- Etomba
- Coordinates: 17°26′S 16°04′E﻿ / ﻿17.433°S 16.067°E
- Country: Namibia
- Region: Ohangwena Region
- Time zone: UTC+2 (SAST)

= Etomba =

Etomba is a settlement in Ohangwena Region, Namibia. It is 25 km from Ondobe and 37 km away from Eenhana. It is the largest village in the area. Its full name is Etomba laNghifesho, which differentiates it from two other villages known as Etomba.

The educational institution in this rural area is known as Etomba Combined School, which provides education from grades 1 to 10. The village itself comprises 150 households, with an average of approximately 6 individuals living in each household.

The village has a reliable source of clean drinking water facilitated by a rural water supply pipeline, which supplies water through communal taps.
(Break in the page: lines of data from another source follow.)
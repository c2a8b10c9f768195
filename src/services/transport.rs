// services/transport.rs
use async_trait::async_trait;
use reqwest::{header, Client};
use serde::{de::DeserializeOwned, Serialize};
use std::time::Duration;
use thiserror::Error;
use tracing::{debug, error, info};
use uuid::Uuid;

use crate::errors::Result;
use crate::models::mpesa_transactions::{
    AuthResponse, StkPushRequest, StkPushResponse, StkQueryRequest, StkQueryResponse,
};

#[derive(Debug, Error)]
pub enum TransportError {
    #[error("gateway returned HTTP {status}: {body}")]
    Status { status: u16, body: String },

    #[error("network error: {0}")]
    Network(String),

    #[error("request to the gateway timed out")]
    Timeout,

    #[error("invalid gateway response: {0}")]
    Decode(String),
}

impl TransportError {
    /// Failures worth retrying on idempotent calls.
    pub fn is_transient(&self) -> bool {
        match self {
            TransportError::Network(_) | TransportError::Timeout => true,
            TransportError::Status { status, .. } => *status >= 500,
            TransportError::Decode(_) => false,
        }
    }
}

impl From<reqwest::Error> for TransportError {
    fn from(err: reqwest::Error) -> Self {
        if err.is_timeout() {
            TransportError::Timeout
        } else if err.is_decode() {
            TransportError::Decode(err.to_string())
        } else {
            TransportError::Network(err.to_string())
        }
    }
}

/// The wire seam of the payment client. The composing application picks the
/// implementation; the client itself never inspects its environment.
#[async_trait]
pub trait MpesaTransport: Send + Sync {
    /// `basic_credentials` is the already base64-encoded `key:secret` pair.
    async fn request_token(
        &self,
        url: &str,
        basic_credentials: &str,
    ) -> std::result::Result<AuthResponse, TransportError>;

    async fn stk_push(
        &self,
        url: &str,
        access_token: &str,
        request: &StkPushRequest,
    ) -> std::result::Result<StkPushResponse, TransportError>;

    async fn stk_query(
        &self,
        url: &str,
        access_token: &str,
        request: &StkQueryRequest,
    ) -> std::result::Result<StkQueryResponse, TransportError>;
}

/// Replies that carry a gateway verdict even on a non-2xx status.
trait GatewayReply {
    fn has_verdict(&self) -> bool;
}

impl GatewayReply for StkPushResponse {
    fn has_verdict(&self) -> bool {
        self.response_code.is_some() || self.error_code.is_some() || self.error_message.is_some()
    }
}

impl GatewayReply for StkQueryResponse {
    fn has_verdict(&self) -> bool {
        self.result_code.is_some()
            || self.response_code.is_some()
            || self.error_code.is_some()
            || self.error_message.is_some()
    }
}

#[derive(Debug, Clone)]
pub struct HttpTransport {
    client: Client,
}

impl HttpTransport {
    pub fn new(timeout: Duration) -> Result<Self> {
        let client = Client::builder().timeout(timeout).build()?;
        Ok(HttpTransport { client })
    }

    async fn post_signed<Req, Resp>(
        &self,
        url: &str,
        access_token: &str,
        body: &Req,
    ) -> std::result::Result<Resp, TransportError>
    where
        Req: Serialize + Sync,
        Resp: DeserializeOwned + GatewayReply,
    {
        let response = self
            .client
            .post(url)
            .header(header::AUTHORIZATION, format!("Bearer {}", access_token))
            .header(header::CONTENT_TYPE, "application/json")
            .json(body)
            .send()
            .await?;

        let status = response.status();
        let text = response.text().await?;

        match serde_json::from_str::<Resp>(&text) {
            Ok(parsed) if status.is_success() || parsed.has_verdict() => Ok(parsed),
            Ok(_) => Err(TransportError::Status {
                status: status.as_u16(),
                body: text,
            }),
            Err(_) if !status.is_success() => {
                error!("Gateway call failed: {} - {}", status, text);
                Err(TransportError::Status {
                    status: status.as_u16(),
                    body: text,
                })
            }
            Err(e) => Err(TransportError::Decode(e.to_string())),
        }
    }
}

#[async_trait]
impl MpesaTransport for HttpTransport {
    async fn request_token(
        &self,
        url: &str,
        basic_credentials: &str,
    ) -> std::result::Result<AuthResponse, TransportError> {
        let response = self
            .client
            .get(url)
            .header(header::AUTHORIZATION, format!("Basic {}", basic_credentials))
            .send()
            .await?;

        if !response.status().is_success() {
            let status = response.status();
            let body = response.text().await.unwrap_or_default();
            error!("Failed to get access token: {} - {}", status, body);
            return Err(TransportError::Status {
                status: status.as_u16(),
                body,
            });
        }

        let text = response.text().await?;
        serde_json::from_str(&text).map_err(|e| TransportError::Decode(e.to_string()))
    }

    async fn stk_push(
        &self,
        url: &str,
        access_token: &str,
        request: &StkPushRequest,
    ) -> std::result::Result<StkPushResponse, TransportError> {
        debug!("POST {} {:?}", url, request);
        self.post_signed(url, access_token, request).await
    }

    async fn stk_query(
        &self,
        url: &str,
        access_token: &str,
        request: &StkQueryRequest,
    ) -> std::result::Result<StkQueryResponse, TransportError> {
        debug!("POST {} {:?}", url, request);
        self.post_signed(url, access_token, request).await
    }
}

/// Stands in for the gateway on hosts that cannot receive a PIN prompt.
#[derive(Debug, Clone)]
pub struct SimulatedTransport {
    push_delay: Duration,
}

impl SimulatedTransport {
    pub const DEFAULT_PUSH_DELAY: Duration = Duration::from_secs(2);

    pub fn new() -> Self {
        Self::with_delay(Self::DEFAULT_PUSH_DELAY)
    }

    pub fn with_delay(push_delay: Duration) -> Self {
        SimulatedTransport { push_delay }
    }
}

impl Default for SimulatedTransport {
    fn default() -> Self {
        Self::new()
    }
}

#[async_trait]
impl MpesaTransport for SimulatedTransport {
    async fn request_token(
        &self,
        _url: &str,
        _basic_credentials: &str,
    ) -> std::result::Result<AuthResponse, TransportError> {
        Ok(AuthResponse {
            access_token: Some(format!("simulated-{}", Uuid::new_v4().simple())),
            expires_in: Some("3599".to_string()),
        })
    }

    async fn stk_push(
        &self,
        _url: &str,
        _access_token: &str,
        request: &StkPushRequest,
    ) -> std::result::Result<StkPushResponse, TransportError> {
        tokio::time::sleep(self.push_delay).await;

        let id = Uuid::new_v4().simple().to_string();
        info!(
            "Simulated STK push for {} ({} KES)",
            request.phone_number, request.amount
        );

        Ok(StkPushResponse {
            merchant_request_id: Some(format!("SIM-{}", &id[..12])),
            checkout_request_id: Some(format!("ws_CO_SIM_{}", id)),
            response_code: Some("0".to_string()),
            response_description: Some("Success. Request accepted for processing".to_string()),
            customer_message: Some("Success. Request accepted for processing".to_string()),
            ..Default::default()
        })
    }

    async fn stk_query(
        &self,
        _url: &str,
        _access_token: &str,
        request: &StkQueryRequest,
    ) -> std::result::Result<StkQueryResponse, TransportError> {
        Ok(StkQueryResponse {
            response_code: Some("0".to_string()),
            response_description: Some("The service request has been accepted successfully".to_string()),
            checkout_request_id: Some(request.checkout_request_id.clone()),
            result_code: Some("0".to_string()),
            result_desc: Some("The service request is processed successfully.".to_string()),
            ..Default::default()
        })
    }
}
Some households also have individual water taps and access to underground water for their livestock.

For healthcare services, residents rely on the Hamukoto Wakapa clinic, located in the nearby Onamunama village, approximately 4 kilometers (2.5 miles) away.

Some of the notable people that were born at Etomba includes Nangula Nelulu Uaandja. In 2016, a gruesome incident happened in Etomba which resulted in the woman death due to fear of rituals.